FIG. 4A is an input image to be inpainted, according to an example embodiment. In particular, FIG. 4A shows an input image 400 that includes a subject 402 and a distractor 404. The subject is in the foreground of the input image 400 and the distractor 404 is in the background. Because the subject is standing in front of the distractor 404, the subject 402 and the distractor are overlapping in the input image 400.

FIG. 4B is a mask including a plurality if inpainting regions to be inpainted in the input image, according to an example embodiment. In particular, FIG. 4B shows a mask 410 that includes a plurality of inpainting regions that correspond to an outline of the distractor 404. The plurality on inpainting regions include a first inpainting region 412 and a second inpainting region 414.

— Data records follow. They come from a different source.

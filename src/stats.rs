use crate::models::{
    Order, OrderStatistics, PaymentMethodShare, RecentActivity, StatusShare,
};
use chrono::{DateTime, Duration, NaiveDate, NaiveDateTime, NaiveTime, Utc};
use std::collections::HashSet;

/// Raw status labels folded into the `completedOrders` bucket.
const COMPLETED_STATUSES: [&str; 2] = ["completed", "delivered"];
/// Raw status labels folded into the `cancelledOrders` bucket.
const CANCELLED_STATUSES: [&str; 2] = ["cancelled", "rejected"];

const TOP_PAYMENT_METHODS: usize = 3;
const RECENT_ACTIVITY_LIMIT: usize = 5;

pub fn build_statistics(orders: &[Order]) -> OrderStatistics {
    build_statistics_at(Utc::now().naive_utc(), orders)
}

/// Aggregates one order list into a statistics summary. Pure: same `now` and
/// same orders produce identical output, and nothing is read from the
/// ambient clock.
pub fn build_statistics_at(now: NaiveDateTime, orders: &[Order]) -> OrderStatistics {
    let mut total_revenue = 0.0;
    let mut total_products = 0u64;
    let mut orders_today = 0u64;
    let mut orders_this_week = 0u64;
    let mut orders_this_month = 0u64;
    let mut status_counts: Vec<(String, u64)> = Vec::new();
    let mut payment_counts: Vec<(String, u64)> = Vec::new();
    let mut customers: HashSet<&str> = HashSet::new();

    for order in orders {
        total_revenue += parse_amount(order.value.as_deref());
        total_products = total_products.saturating_add(order.skus_count.unwrap_or(0));

        bump(&mut status_counts, normalize_status(order.status.as_deref()));
        bump(&mut payment_counts, normalize_payment(order.payment.as_deref()));

        if let Some(customer) = order.customer.as_deref().map(str::trim) {
            if !customer.is_empty() {
                customers.insert(customer);
            }
        }

        let windows = classify_order_date(order.order_date.as_deref(), now);
        if windows.today {
            orders_today += 1;
        }
        if windows.this_week {
            orders_this_week += 1;
        }
        if windows.this_month {
            orders_this_month += 1;
        }
    }

    let total_orders = orders.len() as u64;
    let average_order_value = if total_orders == 0 {
        0.0
    } else {
        total_revenue / total_orders as f64
    };

    let top_payment_methods = build_distribution(
        &payment_counts,
        total_orders,
        Some(TOP_PAYMENT_METHODS),
    )
    .into_iter()
    .map(|entry| PaymentMethodShare {
        method: capitalize(&entry.key),
        count: entry.count,
        percentage: entry.percentage,
    })
    .collect();

    let order_status_distribution = build_distribution(&status_counts, total_orders, None)
        .into_iter()
        .map(|entry| StatusShare {
            status: entry.key,
            count: entry.count,
            percentage: entry.percentage,
        })
        .collect();

    OrderStatistics {
        total_orders,
        total_revenue,
        pending_orders: count_for(&status_counts, "pending"),
        completed_orders: bucket_total(&status_counts, &COMPLETED_STATUSES),
        cancelled_orders: bucket_total(&status_counts, &CANCELLED_STATUSES),
        average_order_value,
        total_customers: customers.len() as u64,
        total_products,
        orders_today,
        orders_this_week,
        orders_this_month,
        top_payment_methods,
        order_status_distribution,
        recent_activity: build_recent_activity(orders),
    }
}

/// Extracts a numeric amount from a currency-formatted string such as
/// `"₹1,23,456.50"`. Unparseable or negative remainders come back as `0.0`;
/// never panics.
pub fn parse_amount(raw: Option<&str>) -> f64 {
    let Some(raw) = raw else {
        return 0.0;
    };
    let cleaned: String = raw
        .chars()
        .filter(|c| c.is_ascii_digit() || *c == '.' || *c == '-')
        .collect();
    match cleaned.parse::<f64>() {
        Ok(value) if value.is_finite() && value > 0.0 => value,
        _ => 0.0,
    }
}

#[derive(Debug, Clone, Copy, Default, PartialEq, Eq)]
pub struct TimeWindows {
    pub today: bool,
    pub this_week: bool,
    pub this_month: bool,
}

/// Buckets an order date into the reporting windows relative to `now`:
/// since midnight of `now`'s day, rolling 7 days, rolling 30 days. Missing
/// or unparseable dates land in no window.
pub fn classify_order_date(raw: Option<&str>, now: NaiveDateTime) -> TimeWindows {
    let Some(ts) = parse_order_date(raw) else {
        return TimeWindows::default();
    };
    TimeWindows {
        today: ts >= now.date().and_time(NaiveTime::MIN),
        this_week: ts >= now - Duration::days(7),
        this_month: ts >= now - Duration::days(30),
    }
}

/// Accepts RFC 3339, offset-less datetimes (assumed UTC), and bare dates
/// (taken at midnight).
pub fn parse_order_date(raw: Option<&str>) -> Option<NaiveDateTime> {
    let raw = raw?.trim();
    if raw.is_empty() {
        return None;
    }
    if let Ok(ts) = DateTime::parse_from_rfc3339(raw) {
        return Some(ts.naive_utc());
    }
    if let Ok(ts) = NaiveDateTime::parse_from_str(raw, "%Y-%m-%dT%H:%M:%S%.f") {
        return Some(ts);
    }
    if let Ok(date) = NaiveDate::parse_from_str(raw, "%Y-%m-%d") {
        return Some(date.and_time(NaiveTime::MIN));
    }
    None
}

pub fn normalize_status(raw: Option<&str>) -> String {
    normalize_label(raw, "pending")
}

pub fn normalize_payment(raw: Option<&str>) -> String {
    normalize_label(raw, "unknown")
}

fn normalize_label(raw: Option<&str>, default: &str) -> String {
    match raw.map(str::trim) {
        Some(value) if !value.is_empty() => value.to_lowercase(),
        _ => default.to_string(),
    }
}

#[derive(Debug, Clone, PartialEq)]
pub struct DistributionEntry {
    pub key: String,
    pub count: u64,
    pub percentage: f64,
}

/// Turns first-seen-ordered `(key, count)` pairs into a percentage-annotated
/// distribution sorted by count descending. The sort is stable, so ties keep
/// their first-seen order. Percentages are `0` when `total` is `0` and are
/// rounded to one decimal otherwise.
pub fn build_distribution(
    counts: &[(String, u64)],
    total: u64,
    limit: Option<usize>,
) -> Vec<DistributionEntry> {
    let mut entries: Vec<DistributionEntry> = counts
        .iter()
        .map(|(key, count)| DistributionEntry {
            key: key.clone(),
            count: *count,
            percentage: percentage_of(*count, total),
        })
        .collect();
    entries.sort_by(|a, b| b.count.cmp(&a.count));
    if let Some(limit) = limit {
        entries.truncate(limit);
    }
    entries
}

fn percentage_of(count: u64, total: u64) -> f64 {
    if total == 0 {
        return 0.0;
    }
    let pct = count as f64 / total as f64 * 100.0;
    (pct * 10.0).round() / 10.0
}

fn bump(counts: &mut Vec<(String, u64)>, key: String) {
    match counts.iter_mut().find(|(existing, _)| *existing == key) {
        Some((_, count)) => *count += 1,
        None => counts.push((key, 1)),
    }
}

fn count_for(counts: &[(String, u64)], key: &str) -> u64 {
    counts
        .iter()
        .find(|(existing, _)| existing == key)
        .map(|(_, count)| *count)
        .unwrap_or(0)
}

fn bucket_total(counts: &[(String, u64)], statuses: &[&str]) -> u64 {
    statuses
        .iter()
        .copied()
        .map(|status| count_for(counts, status))
        .sum()
}

fn capitalize(value: &str) -> String {
    let mut chars = value.chars();
    match chars.next() {
        Some(first) => first.to_uppercase().collect::<String>() + chars.as_str(),
        None => String::new(),
    }
}

fn build_recent_activity(orders: &[Order]) -> Vec<RecentActivity> {
    let mut dated: Vec<(&Order, NaiveDateTime)> = orders
        .iter()
        .filter_map(|order| {
            parse_order_date(order.order_date.as_deref()).map(|ts| (order, ts))
        })
        .collect();
    dated.sort_by(|a, b| b.1.cmp(&a.1));
    dated
        .into_iter()
        .take(RECENT_ACTIVITY_LIMIT)
        .map(|(order, _)| RecentActivity {
            customer: order
                .customer
                .clone()
                .filter(|c| !c.trim().is_empty())
                .unwrap_or_else(|| "guest".to_string()),
            status: normalize_status(order.status.as_deref()),
            order_date: order.order_date.clone().unwrap_or_default(),
        })
        .collect()
}
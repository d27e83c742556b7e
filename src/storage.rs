use crate::errors::AppError;
use crate::models::{AppData, Order};
use std::{env, path::Path, path::PathBuf};
use tokio::fs;
use tracing::error;

pub fn resolve_data_path() -> Result<PathBuf, std::io::Error> {
    if let Ok(path) = env::var("ORDERS_DATA_PATH") {
        return Ok(PathBuf::from(path));
    }

    Ok(PathBuf::from("data/orders.json"))
}

/// Loads the order file, falling back to an empty list when the file is
/// missing or corrupt. A corrupt file is logged but never fatal.
pub async fn load_orders(path: &Path) -> Vec<Order> {
    match fs::read(path).await {
        Ok(bytes) => match serde_json::from_slice::<AppData>(&bytes) {
            Ok(data) => data.orders,
            Err(err) => {
                error!("failed to parse order file: {err}");
                Vec::new()
            }
        },
        Err(err) if err.kind() == std::io::ErrorKind::NotFound => Vec::new(),
        Err(err) => {
            error!("failed to read order file: {err}");
            Vec::new()
        }
    }
}

pub async fn persist_orders(path: &Path, orders: &[Order]) -> Result<(), AppError> {
    let data = AppData {
        orders: orders.to_vec(),
    };
    let payload = serde_json::to_vec_pretty(&data)?;
    fs::write(path, payload).await?;
    Ok(())
}
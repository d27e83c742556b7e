use crate::errors::AppError;
use crate::models::{Order, OrderCountResponse, OrderStatistics, OrdersResponse};
use crate::state::AppState;
use crate::stats::build_statistics;
use crate::storage::persist_orders;
use crate::ui::render_index;
use axum::{extract::State, response::Html, Json};
use tracing::info;

pub async fn index(State(state): State<AppState>) -> Html<String> {
    let orders = state.orders.lock().await;
    Html(render_index(orders.len()))
}

pub async fn list_orders(
    State(state): State<AppState>,
) -> Result<Json<OrdersResponse>, AppError> {
    let orders = state.orders.lock().await;
    Ok(Json(OrdersResponse {
        orders: orders.clone(),
    }))
}

pub async fn get_stats(
    State(state): State<AppState>,
) -> Result<Json<OrderStatistics>, AppError> {
    let orders = state.orders.lock().await;
    Ok(Json(build_statistics(&orders)))
}

pub async fn record_order(
    State(state): State<AppState>,
    Json(order): Json<Order>,
) -> Result<Json<OrderCountResponse>, AppError> {
    let total = append_orders(&state, vec![order]).await?;
    Ok(Json(OrderCountResponse {
        total_orders: total,
    }))
}

pub async fn record_orders_bulk(
    State(state): State<AppState>,
    Json(batch): Json<Vec<Order>>,
) -> Result<Json<OrderCountResponse>, AppError> {
    if batch.is_empty() {
        return Err(AppError::bad_request("at least one order is required"));
    }

    let total = append_orders(&state, batch).await?;
    Ok(Json(OrderCountResponse {
        total_orders: total,
    }))
}

async fn append_orders(state: &AppState, batch: Vec<Order>) -> Result<u64, AppError> {
    let added = batch.len();
    let mut orders = state.orders.lock().await;
    orders.extend(batch);

    persist_orders(&state.data_path, &orders).await?;
    info!("recorded {added} order(s), {} total", orders.len());

    Ok(orders.len() as u64)
}
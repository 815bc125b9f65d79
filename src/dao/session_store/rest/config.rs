use crate::config::StoreSettings;

/// Runtime configuration describing how to reach the hosted store.
#[derive(Debug, Clone)]
pub struct RestConfig {
    /// Base URL of the hosted store, without a trailing slash.
    pub base_url: String,
    /// API key sent as both the `apikey` header and the bearer credential.
    pub api_key: String,
}

impl RestConfig {
    /// Construct a configuration from explicit values.
    pub fn new(base_url: impl Into<String>, api_key: impl Into<String>) -> Self {
        let base_url: String = base_url.into();
        Self {
            base_url: base_url.trim_end_matches('/').to_string(),
            api_key: api_key.into(),
        }
    }
}

impl From<&StoreSettings> for RestConfig {
    fn from(settings: &StoreSettings) -> Self {
        Self::new(settings.base_url.clone(), settings.api_key.clone())
    }
}
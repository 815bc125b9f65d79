//! Hosted-store backend speaking the PostgREST wire dialect over HTTP.

mod config;
mod error;
mod models;
mod store;

pub use config::RestConfig;
pub use error::{RestDaoError, RestResult};
pub use store::RestSessionStore;
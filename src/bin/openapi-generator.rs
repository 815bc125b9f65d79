use quizlink_back::services::documentation::ApiDoc;
use utoipa::OpenApi;

fn main() {
    let doc = ApiDoc::openapi();
    println!("{}", doc.to_pretty_json().unwrap());
}
use std::time::SystemTime;

use serde::{Deserialize, Serialize};
use time::{OffsetDateTime, format_description::well_known::Rfc3339};
use uuid::Uuid;

use crate::dao::{
    models::{ParticipantEntity, SessionEntity, SessionPatch, SessionStatus, VideoRoom},
    storage::{StorageError, StorageResult},
};

use super::error::RestDaoError;

/// Wire representation of one session row. The video room travels as the two
/// persisted columns; decoding rejects half-set pairs as corrupt.
#[derive(Debug, Serialize, Deserialize)]
pub struct SessionRow {
    pub code: String,
    pub host_id: Uuid,
    pub status: SessionStatus,
    pub current_round: u32,
    #[serde(default)]
    pub participants: Vec<ParticipantEntity>,
    pub video_room_created: bool,
    pub video_room_url: Option<String>,
    pub version: u64,
    pub updated_at: String,
}

impl SessionRow {
    pub fn from_entity(entity: SessionEntity) -> Self {
        let (video_room_created, video_room_url) = entity.video_room.columns();
        let video_room_url = video_room_url.map(str::to_string);
        Self {
            code: entity.code,
            host_id: entity.host_id,
            status: entity.status,
            current_round: entity.current_round,
            participants: entity.participants,
            video_room_created,
            video_room_url,
            version: entity.version,
            updated_at: format_timestamp(entity.updated_at),
        }
    }

    pub fn into_entity(self) -> StorageResult<SessionEntity> {
        let video_room = VideoRoom::from_columns(self.video_room_created, self.video_room_url)
            .map_err(|err| StorageError::Corrupt {
                code: self.code.clone(),
                detail: err.to_string(),
            })?;
        let updated_at = parse_timestamp(&self.updated_at, &self.code)?;

        Ok(SessionEntity {
            code: self.code,
            host_id: self.host_id,
            status: self.status,
            current_round: self.current_round,
            participants: self.participants,
            video_room,
            version: self.version,
            updated_at,
        })
    }
}

/// Row projection used when only the concurrency version is needed.
#[derive(Debug, Deserialize)]
pub struct VersionRow {
    pub version: u64,
}

/// PATCH body mirroring [`SessionPatch`]. The `video_room_url` field uses a
/// nested option so a closed room writes an explicit SQL NULL rather than
/// omitting the column.
#[derive(Debug, Serialize)]
pub struct PatchBody {
    #[serde(skip_serializing_if = "Option::is_none")]
    pub status: Option<SessionStatus>,
    #[serde(skip_serializing_if = "Option::is_none")]
    pub current_round: Option<u32>,
    #[serde(skip_serializing_if = "Option::is_none")]
    pub video_room_created: Option<bool>,
    #[serde(skip_serializing_if = "Option::is_none")]
    pub video_room_url: Option<Option<String>>,
    #[serde(skip_serializing_if = "Option::is_none")]
    pub participants: Option<Vec<ParticipantEntity>>,
    pub version: u64,
    pub updated_at: String,
}

impl PatchBody {
    pub fn new(patch: SessionPatch, next_version: u64) -> Self {
        let (video_room_created, video_room_url) = match patch.video_room {
            Some(room) => {
                let (created, url) = room.columns();
                (Some(created), Some(url.map(str::to_string)))
            }
            None => (None, None),
        };

        Self {
            status: patch.status,
            current_round: patch.current_round,
            video_room_created,
            video_room_url,
            participants: patch.participants,
            version: next_version,
            updated_at: format_timestamp(SystemTime::now()),
        }
    }
}

fn format_timestamp(time: SystemTime) -> String {
    OffsetDateTime::from(time)
        .format(&Rfc3339)
        .unwrap_or_else(|_| "invalid-timestamp".into())
}

fn parse_timestamp(value: &str, code: &str) -> StorageResult<SystemTime> {
    OffsetDateTime::parse(value, &Rfc3339)
        .map(SystemTime::from)
        .map_err(|source| {
            RestDaoError::InvalidTimestamp {
                path: code.to_string(),
                source,
            }
            .into()
        })
}

#[cfg(test)]
mod tests {
    use super::*;
    use serde_json::json;

    #[test]
    fn half_set_row_decodes_as_corrupt() {
        let row = SessionRow {
            code: "123ABC!".into(),
            host_id: Uuid::new_v4(),
            status: SessionStatus::Lobby,
            current_round: 0,
            participants: Vec::new(),
            video_room_created: true,
            video_room_url: None,
            version: 3,
            updated_at: "2026-08-30T10:00:00Z".into(),
        };
        match row.into_entity() {
            Err(StorageError::Corrupt { code, .. }) => assert_eq!(code, "123ABC!"),
            other => panic!("expected corrupt error, got {other:?}"),
        }
    }

    #[test]
    fn patch_body_couples_video_room_columns() {
        let body = PatchBody::new(
            SessionPatch {
                video_room: Some(VideoRoom::Open {
                    url: "https://meet.example/r".into(),
                }),
                ..SessionPatch::default()
            },
            4,
        );
        let value = serde_json::to_value(&body).expect("serialize");
        assert_eq!(value["video_room_created"], json!(true));
        assert_eq!(value["video_room_url"], json!("https://meet.example/r"));

        let body = PatchBody::new(
            SessionPatch {
                video_room: Some(VideoRoom::Closed),
                ..SessionPatch::default()
            },
            5,
        );
        let value = serde_json::to_value(&body).expect("serialize");
        assert_eq!(value["video_room_created"], json!(false));
        // explicit null, not an omitted column
        assert!(value.as_object().expect("object").contains_key("video_room_url"));
        assert_eq!(value["video_room_url"], json!(null));
    }

    #[test]
    fn patch_body_omits_untouched_columns() {
        let body = PatchBody::new(
            SessionPatch {
                current_round: Some(2),
                ..SessionPatch::default()
            },
            2,
        );
        let value = serde_json::to_value(&body).expect("serialize");
        let object = value.as_object().expect("object");
        assert!(!object.contains_key("video_room_created"));
        assert!(!object.contains_key("video_room_url"));
        assert!(!object.contains_key("status"));
        assert_eq!(value["current_round"], json!(2));
    }
}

FIG. 4C is a depth representation of the input image, according to an example embodiment. In particular, FIG. 4C includes a depth representation 420 that includes a first depth estimation 422 of the subject 402 and a second depth estimation 424 of the distractor 404. FIG. 4C also shows an outline of the first inpainting region 412 and the second inpainting region 414 to illustrate that the first inpainting region 412 and the second inpainting region 414 intersect with the subject. For example, overlapping regions 426 and 428 are portions of the first inpainting region 412 and the second inpainting region 414 that would remove details of the subject 402 if inpainted. The depth representation 420 allows for a depth and inpainting network to determine refinements to the first inpainting region 412 and the second inpainting region 414 that remove the overlapping regions. The overlapping regions may be the result of automatically expanding the inpainting regions to ensure that the distractor 404 is removed from the input image 402, based on inaccuracies in detecting the edges of the distractor 404, or based on inaccuracies in manually drawn inpainting regions.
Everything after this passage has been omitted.